By Amelia Tan
THERE are not nearly enough days in the week for Singapore Management University student Benjamin Loh's volunteer work.
The 22-year-old heads a youth health advocacy group, goes on yearly community service trips overseas and is planning to write a book on life and death to raise funds for a hospice here.
'On average, I spend a couple of hours every day either replying to e-mail, making calls or attending meetings for my volunteer work. I do this in between lessons or after school,' he said.
Last year, the accountancy student decided to train to become a life coach - a role that entails weekly meetings with clients to discuss ways to solve their personal and professional problems.
He currently volunteers at life coaching firm Executive Coach International and coaches 15 students and working professionals for free. His clients are 20 to 40 years old.
All SMU students are required to do 80 hours of community service in order to graduate, but Mr Loh estimates that he has spent 150 hours on community service projects since he joined the university last year.
While he enjoys doing volunteer work for the impact he can make on other lives, he admits that he embarked on it for less than altruistic reasons.
'Let me be frank. I started volunteering to meet girls and, hopefully, get a girlfriend,' he said.
Growing up, he was a far cry from the eloquent and confident young man he is now.
He was overweight and shy throughout his teenage years. He was rejected by all the girls he had a crush on while in junior college and during his first year of national service (NS).
'I think it was because I had self-esteem issues. I was not comfortable with myself,' he said.
During his first year of NS, he found himself passing time on weekends playing computer games with friends and reading magazines.
He started volunteering three years ago at a family service centre in Bishan where he mentored youths from broken and low-income families. He wanted to spend his time in a more meaningful way - and get luckier with girls.
The work forced him to come out of his shell. Gradually, he shed his awkward persona and grew more confident.
'I remember tutoring a boy at a McDonald's outlet. I asked him what he wanted to do with his life and he shared his dreams of becoming a computer game designer.
'I thought to myself, wow, never would I have thought I would be doing this - getting to know strangers and helping them make a change in their lives,' he said.
Mr Loh, who used to dream of rising up the corporate ladder when he was younger, said he is surprised that he has continued volunteering every year with increasing intensity.
After he graduates, he hopes to carve out a career as a consultant to non-profit organisations.
He said: 'I'm filled with a sense of fulfilment each time I see that I can make another person's life change for the better. I know I will not be able to do this if I enter the corporate world.'
He has not told his mother, a sales supervisor, and father, an engineer, of his future plans but does not think they will object.
People he works with said they were impressed by his maturity and ability to engage others.
Mr Teh Huan Ying, a 29-year-old relationship manager at a bank, said he was apprehensive at first about engaging Mr Loh as a life coach, because of his age and the fact that he was still a student.
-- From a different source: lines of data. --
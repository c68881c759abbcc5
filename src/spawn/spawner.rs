//! Tile spawning and end-of-round evaluation.
//!
//! Each spawn round:
//! 1. collects the free cells and shuffles them with the spawner's RNG
//! 2. places `amount` tiles on the first free cells (fewer if the board is
//!    nearly full)
//! 3. evaluates the lose rule, then the win condition

use super::values::draw_value;
use crate::core::{ConfigError, GameRng, LoseRule, RandomSource, TileId};
use crate::grid::Board;
use crate::machine::GameState;
use crate::tiles::TileTypeRegistry;

/// Tiles spawned on the first round of a level.
pub const FIRST_ROUND_AMOUNT: usize = 2;

/// Tiles spawned on every later round.
pub const ROUND_AMOUNT: usize = 1;

/// Result of one spawn round.
#[derive(Clone, Debug, PartialEq, Eq)]
pub struct SpawnOutcome {
    /// Tiles created, in placement order.
    pub spawned: Vec<TileId>,

    /// Free cells counted before placement.
    pub free_before: usize,

    /// Whether the lose rule fired.
    pub lose_triggered: bool,
}

impl SpawnOutcome {
    /// State the game moves to after this round.
    ///
    /// Lose takes precedence over win; otherwise any tile at
    /// `win_condition` wins, and play continues if neither applies.
    #[must_use]
    pub fn next_state(&self, board: &Board, win_condition: u32) -> GameState {
        if self.lose_triggered {
            GameState::Lose
        } else if board.contains_value(win_condition) {
            GameState::Win
        } else {
            GameState::WaitingInput
        }
    }
}

/// Places new tiles using an owned random source.
#[derive(Clone, Debug)]
pub struct Spawner<R: RandomSource = GameRng> {
    rng: R,
    lose_rule: LoseRule,
}

impl<R: RandomSource> Spawner<R> {
    /// Create a spawner.
    #[must_use]
    pub fn new(rng: R, lose_rule: LoseRule) -> Self {
        Self { rng, lose_rule }
    }

    /// Lose rule applied after each round.
    #[must_use]
    pub fn lose_rule(&self) -> LoseRule {
        self.lose_rule
    }

    /// Random source, for callers that need to reseed or inspect it.
    pub fn rng_mut(&mut self) -> &mut R {
        &mut self.rng
    }

    /// Spawn up to `amount` tiles on random free cells.
    ///
    /// Values are drawn per tile (see `draw_value`). Every drawn value
    /// must have a descriptor; the board is left untouched otherwise.
    pub fn spawn_blocks(
        &mut self,
        board: &mut Board,
        registry: &TileTypeRegistry,
        amount: usize,
    ) -> Result<SpawnOutcome, ConfigError> {
        let mut free = board.empty_positions();
        let free_before = free.len();
        self.rng.shuffle(&mut free);

        let placements: Vec<_> = free
            .into_iter()
            .take(amount)
            .map(|position| (position, draw_value(&mut self.rng)))
            .collect();
        for (_, value) in &placements {
            registry.require(*value)?;
        }

        let mut spawned = Vec::with_capacity(placements.len());
        for (position, value) in placements {
            if let Some(id) = board.place(value, position) {
                log::debug!("spawned {} ({}) at {}", id, value, position);
                spawned.push(id);
            }
        }

        let lose_triggered = match self.lose_rule {
            LoseRule::LastFreeCell => free_before <= 1,
            LoseRule::BoardLocked => !board.has_available_move(),
        };

        Ok(SpawnOutcome {
            spawned,
            free_before,
            lose_triggered,
        })
    }
}
//! Grid model: cells, occupancy and the live tile arena.
//!
//! - `Grid`: fixed cells with O(1) occupant lookup
//! - `Board`: grid plus tiles, keeping both sides of the cell ↔ tile link
//!   consistent

mod board;
mod cells;

pub use board::Board;
pub use cells::Grid;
But he said his fears were unfounded.
He said: 'Ben is intuitive in sensing the cause of my problems. He is also non-judgmental and does not prescribe answers to my problems. I feel he is wise beyond his years.'
On the personal front, Mr Loh has been dating a 20-year-old SMU student since late last year. They met during a Social Development Unit event.
'I guess everything has turned out quite well,' he said, laughing.